What is being asked »
Pull each line containing "AffordabilityResult" out of the listing below.

>>>

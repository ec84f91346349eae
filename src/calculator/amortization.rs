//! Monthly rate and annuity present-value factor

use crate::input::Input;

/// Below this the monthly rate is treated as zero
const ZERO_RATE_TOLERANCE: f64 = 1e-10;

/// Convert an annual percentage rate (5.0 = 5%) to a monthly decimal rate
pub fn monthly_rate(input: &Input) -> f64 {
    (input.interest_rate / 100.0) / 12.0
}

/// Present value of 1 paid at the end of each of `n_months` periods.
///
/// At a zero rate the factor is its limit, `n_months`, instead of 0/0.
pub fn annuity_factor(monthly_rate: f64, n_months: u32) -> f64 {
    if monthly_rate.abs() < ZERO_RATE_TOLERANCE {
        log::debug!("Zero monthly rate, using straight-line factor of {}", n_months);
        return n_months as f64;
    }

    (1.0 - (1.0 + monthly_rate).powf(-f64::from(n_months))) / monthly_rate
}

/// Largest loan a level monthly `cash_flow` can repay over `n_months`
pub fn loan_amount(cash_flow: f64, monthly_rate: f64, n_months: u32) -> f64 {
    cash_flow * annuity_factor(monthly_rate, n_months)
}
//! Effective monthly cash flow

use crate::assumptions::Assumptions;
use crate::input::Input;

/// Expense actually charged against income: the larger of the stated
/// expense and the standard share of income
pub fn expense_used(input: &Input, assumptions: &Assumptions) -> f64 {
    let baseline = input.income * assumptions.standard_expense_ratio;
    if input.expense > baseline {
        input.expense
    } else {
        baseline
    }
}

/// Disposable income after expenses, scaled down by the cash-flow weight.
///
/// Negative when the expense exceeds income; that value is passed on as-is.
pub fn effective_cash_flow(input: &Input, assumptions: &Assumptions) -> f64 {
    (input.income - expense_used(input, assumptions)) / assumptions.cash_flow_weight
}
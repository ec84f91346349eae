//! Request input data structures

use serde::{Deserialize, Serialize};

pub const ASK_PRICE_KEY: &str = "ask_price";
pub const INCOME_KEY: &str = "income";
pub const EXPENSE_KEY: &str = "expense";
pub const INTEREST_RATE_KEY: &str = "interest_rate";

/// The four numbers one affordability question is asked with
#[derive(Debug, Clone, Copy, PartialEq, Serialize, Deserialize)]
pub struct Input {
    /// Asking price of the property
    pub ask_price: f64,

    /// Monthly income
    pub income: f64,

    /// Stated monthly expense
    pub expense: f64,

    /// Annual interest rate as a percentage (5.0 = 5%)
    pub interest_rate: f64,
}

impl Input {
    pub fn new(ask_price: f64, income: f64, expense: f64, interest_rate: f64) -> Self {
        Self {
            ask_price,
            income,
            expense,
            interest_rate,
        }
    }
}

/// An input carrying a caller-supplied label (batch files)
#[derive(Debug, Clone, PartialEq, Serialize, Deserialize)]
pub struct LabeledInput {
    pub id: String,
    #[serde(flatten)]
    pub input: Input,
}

<<<
>>>

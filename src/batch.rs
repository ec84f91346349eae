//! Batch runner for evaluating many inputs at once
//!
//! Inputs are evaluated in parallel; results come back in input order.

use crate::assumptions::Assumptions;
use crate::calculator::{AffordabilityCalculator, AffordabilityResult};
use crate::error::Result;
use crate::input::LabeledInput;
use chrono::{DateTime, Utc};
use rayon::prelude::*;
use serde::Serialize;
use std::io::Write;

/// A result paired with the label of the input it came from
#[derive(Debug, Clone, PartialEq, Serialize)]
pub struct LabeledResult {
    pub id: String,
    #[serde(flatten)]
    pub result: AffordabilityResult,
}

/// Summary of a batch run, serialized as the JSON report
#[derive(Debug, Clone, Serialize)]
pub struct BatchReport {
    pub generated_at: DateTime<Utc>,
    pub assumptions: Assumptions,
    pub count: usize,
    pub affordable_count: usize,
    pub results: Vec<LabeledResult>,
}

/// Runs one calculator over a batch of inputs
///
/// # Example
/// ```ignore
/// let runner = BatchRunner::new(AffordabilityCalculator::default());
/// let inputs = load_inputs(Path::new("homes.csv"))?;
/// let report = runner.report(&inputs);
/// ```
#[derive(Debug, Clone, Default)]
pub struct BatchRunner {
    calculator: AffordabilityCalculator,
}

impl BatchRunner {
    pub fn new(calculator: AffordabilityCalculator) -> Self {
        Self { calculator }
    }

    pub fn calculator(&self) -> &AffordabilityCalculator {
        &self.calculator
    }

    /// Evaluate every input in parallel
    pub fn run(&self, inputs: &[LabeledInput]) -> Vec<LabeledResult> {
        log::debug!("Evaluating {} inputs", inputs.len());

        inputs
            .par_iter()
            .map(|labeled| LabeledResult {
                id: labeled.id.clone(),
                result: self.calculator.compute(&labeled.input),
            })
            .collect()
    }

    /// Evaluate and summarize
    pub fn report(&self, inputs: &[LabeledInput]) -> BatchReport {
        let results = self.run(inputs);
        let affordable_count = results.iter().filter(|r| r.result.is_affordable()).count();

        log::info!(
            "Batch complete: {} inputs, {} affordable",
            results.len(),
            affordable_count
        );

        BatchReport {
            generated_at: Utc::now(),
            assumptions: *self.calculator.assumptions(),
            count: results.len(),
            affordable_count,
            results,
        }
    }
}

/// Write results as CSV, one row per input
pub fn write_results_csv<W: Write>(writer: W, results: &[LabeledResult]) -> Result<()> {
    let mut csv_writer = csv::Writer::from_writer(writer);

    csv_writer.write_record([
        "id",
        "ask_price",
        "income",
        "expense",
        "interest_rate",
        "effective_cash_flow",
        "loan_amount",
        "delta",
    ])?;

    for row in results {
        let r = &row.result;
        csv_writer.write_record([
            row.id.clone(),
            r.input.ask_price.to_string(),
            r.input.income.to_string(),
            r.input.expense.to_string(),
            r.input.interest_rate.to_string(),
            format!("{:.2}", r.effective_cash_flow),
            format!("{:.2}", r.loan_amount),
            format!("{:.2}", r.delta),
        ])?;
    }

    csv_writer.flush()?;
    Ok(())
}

<<<

The answer »
use crate::calculator::{AffordabilityCalculator, AffordabilityResult};
    pub result: AffordabilityResult,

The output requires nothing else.